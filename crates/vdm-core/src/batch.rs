//! Outward-facing batch controller: a cloneable handle over the scheduler
//! actor. All operations are messages; nothing here touches scheduler state.

use std::path::PathBuf;
use std::sync::atomic::{AtomicU64, Ordering};
use std::sync::Arc;

use anyhow::{anyhow, Result};
use tokio::sync::{mpsc, oneshot};

use crate::config::VdmConfig;
use crate::events::EventSink;
use crate::fetch::{Fetcher, TitleResolver, UrlExpander};
use crate::import;
use crate::platform;
use crate::registry::{BatchStats, GroupId, Item, ItemId, ItemKind, ItemSpec, QualityTier};
use crate::scheduler::{Command, Scheduler};

const COMMAND_BUFFER: usize = 64;

#[derive(Clone)]
pub struct Batch {
    inner: Arc<Inner>,
}

struct Inner {
    commands: mpsc::Sender<Command>,
    next_group: AtomicU64,
}

impl Batch {
    /// Spawn the scheduler actor and return a handle to it. Must be called
    /// from within a tokio runtime.
    pub fn spawn(cfg: VdmConfig, fetcher: Arc<dyn Fetcher>, sink: Arc<dyn EventSink>) -> Batch {
        let output_dir = cfg
            .output_dir
            .clone()
            .unwrap_or_else(|| std::env::current_dir().unwrap_or_else(|_| PathBuf::from(".")));
        let (cmd_tx, cmd_rx) = mpsc::channel(COMMAND_BUFFER);
        let (events_tx, events_rx) = mpsc::unbounded_channel();
        let scheduler = Scheduler::new(cfg, output_dir, fetcher, sink, events_tx);
        tokio::spawn(scheduler.run(cmd_rx, events_rx));
        Batch {
            inner: Arc::new(Inner {
                commands: cmd_tx,
                next_group: AtomicU64::new(1),
            }),
        }
    }

    async fn send(&self, cmd: Command) -> Result<()> {
        self.inner
            .commands
            .send(cmd)
            .await
            .map_err(|_| anyhow!("scheduler task has stopped"))
    }

    // ----- item creation -----

    pub async fn add_items(&self, specs: Vec<ItemSpec>) -> Result<Vec<ItemId>> {
        let (reply, rx) = oneshot::channel();
        self.send(Command::AddItems { specs, reply }).await?;
        rx.await.map_err(|_| anyhow!("scheduler dropped the reply"))
    }

    /// Bulk add plain URLs: watch URLs are sanitized, collections expanded
    /// through the expander (marking the results as expansion products),
    /// and single URLs get a best-effort display title.
    pub async fn add_urls(
        &self,
        urls: &[String],
        quality: QualityTier,
        kind: ItemKind,
        expander: &dyn UrlExpander,
        titles: Option<&dyn TitleResolver>,
    ) -> Result<Vec<ItemId>> {
        let mut specs = Vec::new();
        for raw in urls {
            let url = platform::sanitize_watch_url(raw);
            if platform::is_collection(&url) {
                let lower = url.to_ascii_lowercase();
                let canonical = if lower.contains("list=") || lower.contains("/playlist") {
                    platform::canonicalize_playlist_url(&url)
                } else {
                    platform::canonicalize_channel_url(&url)
                };
                for video in expander.expand(&canonical) {
                    let mut spec = ItemSpec::new(video, quality);
                    spec.kind = kind;
                    spec.from_expansion = true;
                    specs.push(spec);
                }
            } else {
                let mut spec = ItemSpec::new(url.clone(), quality);
                spec.kind = kind;
                if let Some(titles) = titles {
                    spec.output_name = titles.resolve(&url);
                }
                specs.push(spec);
            }
        }
        self.add_items(specs).await
    }

    /// Add one grouped text cell: primary URLs plus backup-link and
    /// original-sound sections, correlated under a fresh group id.
    pub async fn add_grouped(&self, text: &str, quality: QualityTier) -> Result<Vec<ItemId>> {
        let grouped = import::parse_grouped(text);
        if grouped.is_empty() {
            return Ok(Vec::new());
        }
        let group: GroupId = self.inner.next_group.fetch_add(1, Ordering::Relaxed);
        let mut specs = Vec::new();
        for (urls, kind) in [
            (grouped.main, ItemKind::Main),
            (grouped.preventive, ItemKind::Preventive),
            (grouped.sound, ItemKind::Sound),
        ] {
            for url in urls {
                let mut spec = ItemSpec::new(platform::sanitize_watch_url(&url), quality);
                spec.kind = kind;
                spec.group = Some(group);
                specs.push(spec);
            }
        }
        self.add_items(specs).await
    }

    // ----- batch operations -----

    pub async fn start_all(&self) -> Result<()> {
        self.send(Command::StartAll).await
    }

    pub async fn pause_all(&self) -> Result<()> {
        self.send(Command::PauseAll).await
    }

    pub async fn resume_all(&self) -> Result<()> {
        self.send(Command::ResumeAll).await
    }

    pub async fn stop_selected(&self, ids: Vec<ItemId>) -> Result<()> {
        self.send(Command::StopSelected { ids }).await
    }

    pub async fn stop_all(&self) -> Result<()> {
        self.send(Command::StopAll).await
    }

    pub async fn retry_failed(&self) -> Result<()> {
        self.send(Command::RetryFailed).await
    }

    pub async fn remove_items(&self, ids: Vec<ItemId>) -> Result<()> {
        self.send(Command::RemoveItems { ids }).await
    }

    /// Remove every completed item; returns how many were removed.
    pub async fn remove_completed(&self) -> Result<usize> {
        let (reply, rx) = oneshot::channel();
        self.send(Command::RemoveCompleted { reply }).await?;
        rx.await.map_err(|_| anyhow!("scheduler dropped the reply"))
    }

    pub async fn clear(&self, force: bool) -> Result<()> {
        self.send(Command::Clear { force }).await
    }

    pub async fn set_selected(&self, ids: Vec<ItemId>, selected: bool) -> Result<()> {
        self.send(Command::SetSelected { ids, selected }).await
    }

    pub async fn set_concurrency(&self, workers: usize) -> Result<()> {
        self.send(Command::SetConcurrency { workers }).await
    }

    pub async fn set_max_retries(&self, max: u32) -> Result<()> {
        self.send(Command::SetMaxRetries { max }).await
    }

    // ----- views -----

    pub async fn snapshot(&self) -> Result<Vec<Item>> {
        let (reply, rx) = oneshot::channel();
        self.send(Command::Snapshot { reply }).await?;
        rx.await.map_err(|_| anyhow!("scheduler dropped the reply"))
    }

    pub async fn stats(&self) -> Result<BatchStats> {
        let (reply, rx) = oneshot::channel();
        self.send(Command::Stats { reply }).await?;
        rx.await.map_err(|_| anyhow!("scheduler dropped the reply"))
    }

    /// Stop the actor, cancelling every active attempt.
    pub async fn shutdown(&self) -> Result<()> {
        self.send(Command::Shutdown).await
    }
}
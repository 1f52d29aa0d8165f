//! Build script to embed commit hash and build date at compile time.

use std::env;
use std::fs;
use std::path::Path;
use std::process::Command;

fn main() {
    // CI sets BUILD_COMMIT; local builds ask git
    let commit = env::var("BUILD_COMMIT").unwrap_or_else(|_| {
        Command::new("git")
            .args(["rev-parse", "--short=7", "HEAD"])
            .output()
            .ok()
            .filter(|o| o.status.success())
            .and_then(|o| String::from_utf8(o.stdout).ok())
            .map(|s| s.trim().to_string())
            .filter(|s| !s.is_empty())
            .unwrap_or_else(|| "unknown".to_string())
    });

    let date = env::var("BUILD_DATE")
        .unwrap_or_else(|_| chrono::Utc::now().format("%Y-%m-%d").to_string());

    let out_dir = env::var("OUT_DIR").expect("cargo always sets OUT_DIR");
    let dest_path = Path::new(&out_dir).join("build_info.rs");

    fs::write(
        &dest_path,
        format!(
            "pub const BUILD_COMMIT: &str = {:?};\npub const BUILD_DATE: &str = {:?};\n",
            commit, date
        ),
    )
    .expect("failed to write build_info.rs");

    println!("cargo:rerun-if-changed=.git/HEAD");
    println!("cargo:rerun-if-env-changed=BUILD_COMMIT");
    println!("cargo:rerun-if-env-changed=BUILD_DATE");
}
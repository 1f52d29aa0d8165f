//! Game logic: kinematics, animation, collision, and the session state machine.
//!
//! Nothing in here touches the terminal; the renderer only reads [`Session`].

pub mod animation;
pub mod collision;
pub mod event_log;
pub mod geometry;
pub mod obstacle;
pub mod session;
pub mod stickman;

pub use animation::{Pose, RunAnimation};
pub use collision::check_collision;
pub use event_log::{EventLog, EventLogEntry};
pub use geometry::Rect;
pub use obstacle::Obstacle;
pub use session::{FrameReport, GameState, LoopControl, Session, SessionEvent};
pub use stickman::Stickman;
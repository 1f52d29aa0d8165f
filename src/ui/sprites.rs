//! ASCII art for the stickman and the box.

use crate::game::Pose;
use ratatui::style::Color;

/// Fixed-size block of glyphs. Spaces are transparent.
#[derive(Debug, Clone, Copy)]
pub struct Sprite {
    pub rows: &'static [&'static str],
    pub color: Color,
}

impl Sprite {
    pub fn width(&self) -> usize {
        self.rows
            .iter()
            .map(|row| row.chars().count())
            .max()
            .unwrap_or(0)
    }

    pub fn height(&self) -> usize {
        self.rows.len()
    }
}

const STICKMAN_COLOR: Color = Color::Rgb(20, 20, 30);
const BOX_COLOR: Color = Color::Rgb(150, 100, 50);

/// Walk cycle, one entry per run animation frame.
const RUN_FRAMES: [&[&str]; 4] = [
    &[" o ", "/|\\", "/ \\"],
    &[" o ", "/|\\", " |\\"],
    &[" o ", "/|\\", " | "],
    &[" o ", "/|\\", "/| "],
];

const JUMP_FRAME: &[&str] = &["\\o/", " | ", "/ \\"];

const BOX_ROWS: &[&str] = &["╔══╗", "╚══╝"];

pub fn stickman_sprite(pose: Pose) -> Sprite {
    let rows = match pose {
        Pose::Running(frame) => RUN_FRAMES[frame % RUN_FRAMES.len()],
        Pose::Jumping => JUMP_FRAME,
    };
    Sprite {
        rows,
        color: STICKMAN_COLOR,
    }
}

pub fn box_sprite() -> Sprite {
    Sprite {
        rows: BOX_ROWS,
        color: BOX_COLOR,
    }
}

#[cfg(test)]
mod tests {
    use super::*;
    use crate::constants::RUN_FRAME_COUNT;

    #[test]
    fn test_one_art_per_run_frame() {
        assert_eq!(RUN_FRAMES.len(), RUN_FRAME_COUNT);
    }

    #[test]
    fn test_sprite_rows_are_uniform() {
        let mut sprites: Vec<Sprite> = (0..RUN_FRAME_COUNT)
            .map(|f| stickman_sprite(Pose::Running(f)))
            .collect();
        sprites.push(stickman_sprite(Pose::Jumping));
        sprites.push(box_sprite());

        for sprite in sprites {
            let width = sprite.width();
            for row in sprite.rows {
                assert_eq!(row.chars().count(), width, "ragged row {:?}", row);
            }
        }
    }

    #[test]
    fn test_jump_pose_differs_from_run() {
        let jump = stickman_sprite(Pose::Jumping);
        for f in 0..RUN_FRAME_COUNT {
            assert_ne!(jump.rows, stickman_sprite(Pose::Running(f)).rows);
        }
    }

    #[test]
    fn test_sizes() {
        assert_eq!(stickman_sprite(Pose::Jumping).width(), 3);
        assert_eq!(stickman_sprite(Pose::Jumping).height(), 3);
        assert_eq!(box_sprite().width(), 4);
        assert_eq!(box_sprite().height(), 2);
    }
}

-----

Work order ::
Using the records above, select and copy every line that has the word "write".

Solution to this exercise ::
    fs::write(
    .expect("failed to write build_info.rs");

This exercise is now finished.